Dibanding kamar kami, kamar milik Pak Poo yg sering kami sebut dengan "Kutub Utara" lebih banyak memiliki aneka macam kue kering. jajanan di Mesir saja akan kalah banyaknya (kapan-kapan aku akan bercerita tempat-tempat lain selain Kutub Utara ;)). Hobinya tiap sore adalah membaca al quran di teras kost dengan kacamata tebalnya. Lebih sering lagi, beliau mengenakan kaus putih dengan celana pendek selutut, menyaksikan kami berakativitas di ruang tengah dari "singgasana" di teras kost, tentu dengan sebuah kipas di tangan. Biasanya beliau akan marah pada kami ketika tau ada yg lupa tidak mematikan air di kamar mandi, atau melihat kabel setrika yg lupa dicabut. Tapi paling sering, beliau akan muring-muring ketika tahu jika ada yang tidak mengisi air di "Thailand" selepas memakainya. tapi memang dasar simbah-simbah, setiap hari pasti ada momen dimana beliau memarahi kami, entah untuk sebuah kesalahan atau memang pada hal yang disalah-salahkan.

Saat musim hujan tiba, kadang perasaan risau muncul ketika mendung menggantung di langit, padahal kami di sekolah, sedang saat itu kami punya jemuran di kost. Maka saat pulang sekolah, kami akan terharu sebab Pak Poo telah membantu mengangkati jemuran yg jumlahnya tak sedikit. Kami sangat suka membuka pintu belakang walau jam sudah melewati angka 9 malam yg merupakan jam malam kost, alasannya tak jauh-jauh dari "kepanasan". Ketika tahu kenakalan kami itu, Pak Poo akan bercerita bahwa di belakang kost kami yg merupakan rumah tak berpenghuni milik anaknya, dulu pernah ada kepala yg melayang-layang, seketika pintu belakang segera ditutup saat itu juga. cerita horror versi Pak Poo sebenarnya bermacam-macam, tak hanya itu. satu cerita lain yang masih aku ingat sampai hari ini adalah tentang gulung yang meloncat-loncat, dimana guling tersebut berasal dari "Mesir".

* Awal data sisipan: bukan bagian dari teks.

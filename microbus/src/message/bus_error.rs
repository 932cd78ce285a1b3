/*
 * Copyright (c) 2024. Govcraft
 *
 * Licensed under either of
 *   * Apache License, Version 2.0 (the "License");
 *     you may not use this file except in compliance with the License.
 *     You may obtain a copy of the License at http://www.apache.org/licenses/LICENSE-2.0
 *   * MIT license: http://opensource.org/licenses/MIT
 *
 * Unless required by applicable law or agreed to in writing, software
 * distributed under the License is distributed on an "AS IS" BASIS,
 * WITHOUT WARRANTIES OR CONDITIONS OF ANY KIND, either express or implied.
 * See the applicable License for the specific language governing permissions and
 * limitations under that License.
 */
use std::time::Duration;

use crate::worker::WorkerId;

/// Errors surfaced by the [`MessageBus`](crate::common::MessageBus) and by
/// [`Outcome`](crate::common::Outcome) waits.
///
/// Conditions the bus treats as normal are not errors: an event nobody serves
/// comes back as `None` from `send_event`, and a completion for an event that
/// is no longer in flight simply returns `false`.
#[derive(Debug, Clone, PartialEq, Eq)]
pub enum BusError {
    /// The worker has no inbox, either because it never registered or because it
    /// was unregistered (possibly while waiting).
    UnregisteredWorker(WorkerId),
    /// The outcome can no longer be resolved: its handling worker unregistered
    /// with the event still pending, or the resolver was dropped.
    Abandoned,
    /// A bounded wait elapsed before the outcome was resolved.
    TimedOut(Duration),
}

impl std::fmt::Display for BusError {
    fn fmt(&self, f: &mut std::fmt::Formatter<'_>) -> std::fmt::Result {
        match self {
            Self::UnregisteredWorker(id) => write!(f, "worker {id} is not registered with the bus"),
            Self::Abandoned => write!(f, "outcome abandoned before it was resolved"),
            Self::TimedOut(after) => write!(f, "outcome not resolved after {after:?}"),
        }
    }
}

impl std::error::Error for BusError {}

Aku juga masih ingat, saat kelas 10 dulu, mbak Lita sempat iri sebab Pak Poo amat perhatian padaku ketika mengingatkan makan, sampai sering kali beliau mencubiti lenganku ketika tak mau makan, padahal aku adalah anak baru waktu itu, menurut mbak Lita wkwk. Cubitan serupa biasanya diterima teman-temanku (juga aku tentunya) saat kami pulang melewati jam 9 malam dan harus mengemis di depan pintu yg sudah di kunci oleh Pak Poo berjam-jam sebelumnya. Sangat random memang kakek tua itu. Pun "kenakalan" kami yg sudah dianggap sebagai cucu sendiri, kerap membuat Pak Poo geleng-geleng kepala. Akan tetapi semakin sering kami dibuat sebal (begitupun sebaliknya), semakin banyak pula rasa sayang yg muncul di lorong-lorong "rumah" sederhana kami.

Setahun setelah aku meninggalkan rumah masa SMA ku itu, kabar duka datang. Pak Poo yg menemani masa putih abu-abu dengan segenap kasih sayang untuk kami, dipanggil oleh Allah. Tepat setahun lalu, 29 Mei 2016, Pak Poo mencukupkan perjuangannya di dunia untuk bertemu sang istri yg kerap ia ceritakan pada kami, di surga milik Allah. Mungkin kami belum bisa memberikan apa-apa untuk Pak Poo selain doa, tapi kami harap saat ini beliau sedang tersenyum pada kami dari atas sana, seperti senyum kegirangan yg kerap beliau buat ketika berhadapan dengan kamera.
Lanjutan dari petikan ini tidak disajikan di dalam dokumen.